L’offre très médiatisée d’asile aux joueurs de football intervient également alors que le gouvernement australien a décidé d’introduire une législation interdisant aux personnes de certains pays de voyager en Australie dont les autorités craignent de prolonger la durée de leur visa en raison de la guerre au Moyen-Orient.
Selon l’ABC, la loi proposée permettrait au gouvernement d’empêcher les personnes provenant de pays désignés d’entrer en Australie pendant une période pouvant aller jusqu’à six mois, même si elles disposent déjà d’un visa temporaire valide.
Le parti des Verts australiens a déclaré mardi que la loi visait « clairement à empêcher les Iraniens de chercher la sécurité en Australie ».
« Nous savons à qui s’adressent les travaillistes : le peuple iranien, le peuple libanais, le peuple du Qatar et tout le Moyen-Orient.

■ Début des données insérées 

//! Env and envFrom mergers.

use super::{merge_entries, Attribute, MergeEntry, MergeKey, Merged};
use crate::api::{EnvFromSource, EnvVar, PodPreset, PodPresetSpec};

impl MergeEntry for EnvVar {
    const ATTRIBUTE: Attribute = Attribute::Env;

    fn merge_keys(&self) -> Vec<MergeKey> {
        vec![MergeKey::Name(self.name.clone())]
    }

    fn equivalent(&self, other: &Self) -> bool {
        self == other
    }

    fn preset_entries(spec: &PodPresetSpec) -> &[Self] {
        &spec.env
    }
}

/// The envFrom identity: the prefix plus the names of the referenced
/// ConfigMap and Secret. An absent reference counts as an empty name.
pub fn env_from_key(source: &EnvFromSource) -> MergeKey {
    MergeKey::Source {
        prefix: source.prefix.clone(),
        config_map: source
            .config_map_ref
            .as_ref()
            .map(|r| r.name.clone())
            .unwrap_or_default(),
        secret: source
            .secret_ref
            .as_ref()
            .map(|r| r.name.clone())
            .unwrap_or_default(),
    }
}

impl MergeEntry for EnvFromSource {
    const ATTRIBUTE: Attribute = Attribute::EnvFrom;

    fn merge_keys(&self) -> Vec<MergeKey> {
        vec![env_from_key(self)]
    }

    // Sources sharing a key can still differ in their `optional` flags.
    fn equivalent(&self, other: &Self) -> bool {
        self == other
    }

    fn preset_entries(spec: &PodPresetSpec) -> &[Self] {
        &spec.env_from
    }
}

/// Merges a container's env vars with the env vars injected by `presets`.
pub fn merge_env(env: &[EnvVar], presets: &[PodPreset]) -> Merged<EnvVar> {
    merge_entries(env, presets)
}

/// Merges a container's envFrom sources with those injected by `presets`.
pub fn merge_env_from(sources: &[EnvFromSource], presets: &[PodPreset]) -> Merged<EnvFromSource> {
    merge_entries(sources, presets)
}
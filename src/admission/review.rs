//! Admission request filtering and responses.
//!
//! Requests and responses are the `kube` admission types. The object under
//! admission arrives as a [`DynamicObject`] so that nothing the API server
//! sent is lost before the pod is decoded.

use json_patch::Patch;
use kube::core::admission::{AdmissionRequest, AdmissionResponse, Operation, SerializePatchError};
use kube::core::{DynamicObject, Status};

/// An admission request carrying the raw object under admission.
pub type PodAdmissionRequest = AdmissionRequest<DynamicObject>;

/// Returns true for a CREATE of a core-group resource itself, the only
/// kind of request presets are injected on.
pub fn is_pod_creation(request: &PodAdmissionRequest) -> bool {
    request.operation == Operation::Create
        && request.resource.group.is_empty()
        && request.sub_resource.as_deref().map_or(true, str::is_empty)
}

/// Returns `namespace/name` for log output.
pub fn display_name(request: &PodAdmissionRequest) -> String {
    format!(
        "{}/{}",
        request.namespace.as_deref().unwrap_or_default(),
        request.name
    )
}

/// Admits the object unchanged.
pub fn allowed(request: &PodAdmissionRequest, reason: impl Into<String>) -> AdmissionResponse {
    let mut response = AdmissionResponse::from(request);
    response.result = Status {
        code: 200,
        message: reason.into(),
        ..Status::success()
    };
    response
}

/// Rejects the request with an error status.
pub fn errored(
    request: &PodAdmissionRequest,
    code: u16,
    message: impl Into<String>,
) -> AdmissionResponse {
    let message: String = message.into();
    let mut response = AdmissionResponse::from(request).deny(&message);
    response.result = Status::failure(&message, "").with_code(code);
    response
}

/// Admits the object with a JSON patch. An empty patch admits unchanged.
pub fn patched(
    request: &PodAdmissionRequest,
    patch: Patch,
) -> Result<AdmissionResponse, SerializePatchError> {
    if patch.0.is_empty() {
        return Ok(allowed(request, ""));
    }
    AdmissionResponse::from(request).with_patch(patch)
}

Il s’agit clairement d’un gel massif des visas à la Trump », a déclaré le sénateur vert David Shoebridge, en faisant référence au parti travailliste australien au pouvoir et au président américain Donald Trump, qui a également interdit aux ressortissants de certains pays d’entrer aux États-Unis.
Kon Karapanagiotidis, directeur général du Centre de ressources pour les demandeurs d’asile, a déclaré que le gouvernement agissait de manière hypocrite.
« L’Australie et les États-Unis envoient nos militaires au Moyen-Orient pour libérer le peuple iranien et en même temps, ils légifèrent pour pouvoir fermer la porte à ces mêmes personnes qui ont besoin de notre protection – et qui ont déjà un visa pour voyager en Australie », a-t-il déclaré, selon l’ABC.